Collected data:
▬▬▬

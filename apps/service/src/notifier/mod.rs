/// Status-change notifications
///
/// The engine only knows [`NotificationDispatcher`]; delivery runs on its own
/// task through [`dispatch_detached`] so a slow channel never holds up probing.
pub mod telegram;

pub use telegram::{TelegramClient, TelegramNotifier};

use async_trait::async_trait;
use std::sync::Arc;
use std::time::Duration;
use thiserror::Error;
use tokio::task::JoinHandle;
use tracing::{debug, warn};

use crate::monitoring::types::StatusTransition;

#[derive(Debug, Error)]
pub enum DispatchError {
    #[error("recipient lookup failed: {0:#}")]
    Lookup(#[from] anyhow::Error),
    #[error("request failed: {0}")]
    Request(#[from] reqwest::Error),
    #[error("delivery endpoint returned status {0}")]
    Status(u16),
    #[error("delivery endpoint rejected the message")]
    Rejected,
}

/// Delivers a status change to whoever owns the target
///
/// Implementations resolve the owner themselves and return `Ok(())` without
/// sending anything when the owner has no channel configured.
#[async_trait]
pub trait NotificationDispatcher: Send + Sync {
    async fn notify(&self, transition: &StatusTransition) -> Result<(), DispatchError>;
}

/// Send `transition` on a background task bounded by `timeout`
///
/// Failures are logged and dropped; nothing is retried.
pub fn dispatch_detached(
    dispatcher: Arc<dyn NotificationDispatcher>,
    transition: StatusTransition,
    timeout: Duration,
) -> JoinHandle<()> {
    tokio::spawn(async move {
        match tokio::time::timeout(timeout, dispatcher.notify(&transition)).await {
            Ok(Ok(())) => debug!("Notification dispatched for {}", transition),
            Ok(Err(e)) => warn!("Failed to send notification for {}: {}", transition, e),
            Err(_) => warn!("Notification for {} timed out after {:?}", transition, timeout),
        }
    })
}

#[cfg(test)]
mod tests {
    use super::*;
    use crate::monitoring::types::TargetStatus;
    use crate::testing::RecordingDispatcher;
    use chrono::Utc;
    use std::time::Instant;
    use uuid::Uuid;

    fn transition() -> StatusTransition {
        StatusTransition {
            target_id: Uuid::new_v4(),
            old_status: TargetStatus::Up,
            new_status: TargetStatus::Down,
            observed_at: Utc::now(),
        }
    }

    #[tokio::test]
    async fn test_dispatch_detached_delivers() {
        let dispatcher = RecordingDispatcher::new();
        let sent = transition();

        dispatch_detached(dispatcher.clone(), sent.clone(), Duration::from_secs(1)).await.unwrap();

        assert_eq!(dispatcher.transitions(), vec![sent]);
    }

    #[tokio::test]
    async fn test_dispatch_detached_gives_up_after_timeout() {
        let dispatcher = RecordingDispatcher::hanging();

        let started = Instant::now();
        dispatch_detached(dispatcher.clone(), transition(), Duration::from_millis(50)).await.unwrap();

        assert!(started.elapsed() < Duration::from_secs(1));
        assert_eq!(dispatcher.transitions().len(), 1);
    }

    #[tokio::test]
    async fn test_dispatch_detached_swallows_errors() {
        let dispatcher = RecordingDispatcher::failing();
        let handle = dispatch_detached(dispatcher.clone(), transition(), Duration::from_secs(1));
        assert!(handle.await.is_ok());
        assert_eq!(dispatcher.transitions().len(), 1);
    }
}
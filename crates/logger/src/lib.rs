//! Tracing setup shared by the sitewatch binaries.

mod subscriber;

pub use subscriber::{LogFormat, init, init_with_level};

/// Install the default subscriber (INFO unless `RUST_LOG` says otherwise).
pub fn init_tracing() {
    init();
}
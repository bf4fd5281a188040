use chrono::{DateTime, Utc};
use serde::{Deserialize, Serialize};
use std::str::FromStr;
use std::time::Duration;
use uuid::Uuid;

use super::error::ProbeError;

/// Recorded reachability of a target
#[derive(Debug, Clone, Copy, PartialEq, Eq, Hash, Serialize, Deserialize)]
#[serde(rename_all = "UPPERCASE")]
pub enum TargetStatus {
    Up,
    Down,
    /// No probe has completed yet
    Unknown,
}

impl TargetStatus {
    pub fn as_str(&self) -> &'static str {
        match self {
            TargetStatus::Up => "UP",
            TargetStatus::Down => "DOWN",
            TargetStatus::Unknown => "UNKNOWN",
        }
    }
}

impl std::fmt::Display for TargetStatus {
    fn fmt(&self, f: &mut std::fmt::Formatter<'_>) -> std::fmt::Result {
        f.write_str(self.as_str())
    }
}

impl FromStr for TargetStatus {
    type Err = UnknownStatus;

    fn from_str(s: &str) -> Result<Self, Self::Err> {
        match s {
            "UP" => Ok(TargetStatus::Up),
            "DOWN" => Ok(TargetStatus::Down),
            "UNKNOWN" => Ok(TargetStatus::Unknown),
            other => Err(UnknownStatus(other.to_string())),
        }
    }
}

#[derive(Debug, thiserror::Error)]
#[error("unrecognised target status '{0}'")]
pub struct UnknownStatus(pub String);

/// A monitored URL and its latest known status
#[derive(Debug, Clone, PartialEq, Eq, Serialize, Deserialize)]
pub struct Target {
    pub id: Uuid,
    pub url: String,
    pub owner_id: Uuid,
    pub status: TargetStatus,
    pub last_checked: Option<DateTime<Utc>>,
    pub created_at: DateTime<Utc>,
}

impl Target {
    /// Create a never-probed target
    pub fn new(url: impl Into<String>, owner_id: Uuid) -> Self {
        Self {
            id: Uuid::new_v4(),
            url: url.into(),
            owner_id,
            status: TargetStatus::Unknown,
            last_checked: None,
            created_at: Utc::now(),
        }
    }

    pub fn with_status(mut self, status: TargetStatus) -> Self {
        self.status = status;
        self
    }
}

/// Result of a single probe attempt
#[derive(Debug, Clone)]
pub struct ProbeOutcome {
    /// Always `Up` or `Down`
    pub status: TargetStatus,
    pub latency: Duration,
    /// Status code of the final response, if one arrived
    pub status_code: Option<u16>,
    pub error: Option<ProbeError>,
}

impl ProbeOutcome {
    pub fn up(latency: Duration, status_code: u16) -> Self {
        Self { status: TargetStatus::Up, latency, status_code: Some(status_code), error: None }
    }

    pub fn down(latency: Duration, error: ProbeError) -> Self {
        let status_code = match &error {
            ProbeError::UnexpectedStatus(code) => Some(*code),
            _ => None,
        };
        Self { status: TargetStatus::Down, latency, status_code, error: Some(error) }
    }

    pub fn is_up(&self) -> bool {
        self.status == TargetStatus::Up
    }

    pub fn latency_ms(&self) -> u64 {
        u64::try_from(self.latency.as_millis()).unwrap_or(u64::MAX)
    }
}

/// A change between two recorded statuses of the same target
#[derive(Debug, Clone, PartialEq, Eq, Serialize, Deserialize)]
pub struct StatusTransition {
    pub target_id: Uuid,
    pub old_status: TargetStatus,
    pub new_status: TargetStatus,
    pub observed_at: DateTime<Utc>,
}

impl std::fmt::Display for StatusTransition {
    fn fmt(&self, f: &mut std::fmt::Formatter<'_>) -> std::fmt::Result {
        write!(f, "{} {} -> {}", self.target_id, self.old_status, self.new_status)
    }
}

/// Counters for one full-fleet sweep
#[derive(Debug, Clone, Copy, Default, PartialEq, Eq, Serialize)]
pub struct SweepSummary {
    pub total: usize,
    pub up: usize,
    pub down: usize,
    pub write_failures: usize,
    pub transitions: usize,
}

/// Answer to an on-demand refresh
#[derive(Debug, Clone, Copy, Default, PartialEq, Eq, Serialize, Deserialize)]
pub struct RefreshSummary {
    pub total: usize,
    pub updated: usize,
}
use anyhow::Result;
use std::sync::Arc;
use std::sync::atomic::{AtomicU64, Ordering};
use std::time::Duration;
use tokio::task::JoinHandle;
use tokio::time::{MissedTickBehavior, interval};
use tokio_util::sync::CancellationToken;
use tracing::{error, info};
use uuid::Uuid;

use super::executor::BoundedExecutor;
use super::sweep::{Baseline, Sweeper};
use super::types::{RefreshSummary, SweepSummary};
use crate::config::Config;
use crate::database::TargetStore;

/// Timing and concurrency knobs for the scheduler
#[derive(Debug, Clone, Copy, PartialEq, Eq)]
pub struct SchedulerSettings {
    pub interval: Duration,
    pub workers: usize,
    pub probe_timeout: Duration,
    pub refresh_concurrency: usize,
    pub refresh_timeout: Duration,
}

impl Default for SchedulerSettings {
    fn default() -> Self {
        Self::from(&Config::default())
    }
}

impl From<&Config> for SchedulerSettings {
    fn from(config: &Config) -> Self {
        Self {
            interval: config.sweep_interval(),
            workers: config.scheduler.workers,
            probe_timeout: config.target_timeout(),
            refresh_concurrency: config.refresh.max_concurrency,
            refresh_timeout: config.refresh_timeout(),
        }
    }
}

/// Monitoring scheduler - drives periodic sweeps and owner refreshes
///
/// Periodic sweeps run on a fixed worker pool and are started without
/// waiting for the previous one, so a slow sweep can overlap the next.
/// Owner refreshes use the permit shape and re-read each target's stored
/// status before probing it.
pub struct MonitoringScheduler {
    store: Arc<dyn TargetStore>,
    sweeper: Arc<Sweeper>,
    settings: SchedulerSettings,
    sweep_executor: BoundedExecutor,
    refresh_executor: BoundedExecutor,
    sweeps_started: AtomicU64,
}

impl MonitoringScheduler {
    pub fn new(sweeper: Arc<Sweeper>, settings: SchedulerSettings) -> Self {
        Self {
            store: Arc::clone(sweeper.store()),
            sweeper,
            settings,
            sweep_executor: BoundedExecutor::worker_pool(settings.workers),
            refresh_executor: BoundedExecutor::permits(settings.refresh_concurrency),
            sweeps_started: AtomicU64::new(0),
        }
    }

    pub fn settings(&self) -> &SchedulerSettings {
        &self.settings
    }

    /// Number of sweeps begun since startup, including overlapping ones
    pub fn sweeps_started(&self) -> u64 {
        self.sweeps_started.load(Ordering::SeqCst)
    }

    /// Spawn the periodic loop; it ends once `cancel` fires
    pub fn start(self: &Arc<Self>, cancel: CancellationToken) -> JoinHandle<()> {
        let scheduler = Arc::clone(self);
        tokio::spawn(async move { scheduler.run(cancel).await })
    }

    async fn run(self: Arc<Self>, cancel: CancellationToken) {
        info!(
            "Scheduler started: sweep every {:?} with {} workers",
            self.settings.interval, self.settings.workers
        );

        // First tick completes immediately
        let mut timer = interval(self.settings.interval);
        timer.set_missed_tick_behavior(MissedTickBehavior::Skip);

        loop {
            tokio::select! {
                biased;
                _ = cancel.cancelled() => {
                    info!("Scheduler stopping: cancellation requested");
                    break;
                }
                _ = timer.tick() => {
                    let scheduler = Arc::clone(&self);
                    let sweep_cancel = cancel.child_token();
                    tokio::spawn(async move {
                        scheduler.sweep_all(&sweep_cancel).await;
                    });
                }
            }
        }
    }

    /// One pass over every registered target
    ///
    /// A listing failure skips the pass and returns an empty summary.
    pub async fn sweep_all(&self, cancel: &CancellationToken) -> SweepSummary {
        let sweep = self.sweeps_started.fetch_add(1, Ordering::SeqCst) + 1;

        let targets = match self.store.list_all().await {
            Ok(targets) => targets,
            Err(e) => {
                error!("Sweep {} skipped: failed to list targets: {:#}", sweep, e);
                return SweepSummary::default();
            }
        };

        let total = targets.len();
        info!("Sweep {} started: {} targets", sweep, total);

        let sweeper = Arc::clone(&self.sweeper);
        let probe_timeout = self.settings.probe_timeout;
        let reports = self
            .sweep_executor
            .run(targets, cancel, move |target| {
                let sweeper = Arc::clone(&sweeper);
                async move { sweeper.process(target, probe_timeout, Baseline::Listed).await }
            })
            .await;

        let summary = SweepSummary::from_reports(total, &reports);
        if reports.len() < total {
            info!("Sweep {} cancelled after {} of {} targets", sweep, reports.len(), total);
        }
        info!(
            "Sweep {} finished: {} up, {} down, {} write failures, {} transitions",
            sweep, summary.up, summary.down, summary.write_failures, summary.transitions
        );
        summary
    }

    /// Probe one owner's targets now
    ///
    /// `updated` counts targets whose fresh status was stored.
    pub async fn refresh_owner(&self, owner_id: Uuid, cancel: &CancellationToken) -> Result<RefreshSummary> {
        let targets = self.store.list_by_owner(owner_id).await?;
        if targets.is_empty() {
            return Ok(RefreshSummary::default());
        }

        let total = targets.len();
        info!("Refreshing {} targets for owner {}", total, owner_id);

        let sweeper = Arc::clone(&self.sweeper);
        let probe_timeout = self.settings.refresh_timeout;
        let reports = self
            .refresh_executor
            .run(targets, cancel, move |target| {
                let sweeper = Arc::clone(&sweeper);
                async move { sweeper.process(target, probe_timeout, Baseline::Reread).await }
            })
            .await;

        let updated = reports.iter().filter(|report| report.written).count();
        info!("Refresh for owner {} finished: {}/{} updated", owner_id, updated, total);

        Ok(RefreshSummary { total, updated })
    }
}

▬▬▬

→ **THE TASK**: Identify every line above with the string "thiserror" in it. Copy those lines.

→ **TASK ANSWER**:
use thiserror::Error;
#[derive(Debug, thiserror::Error)]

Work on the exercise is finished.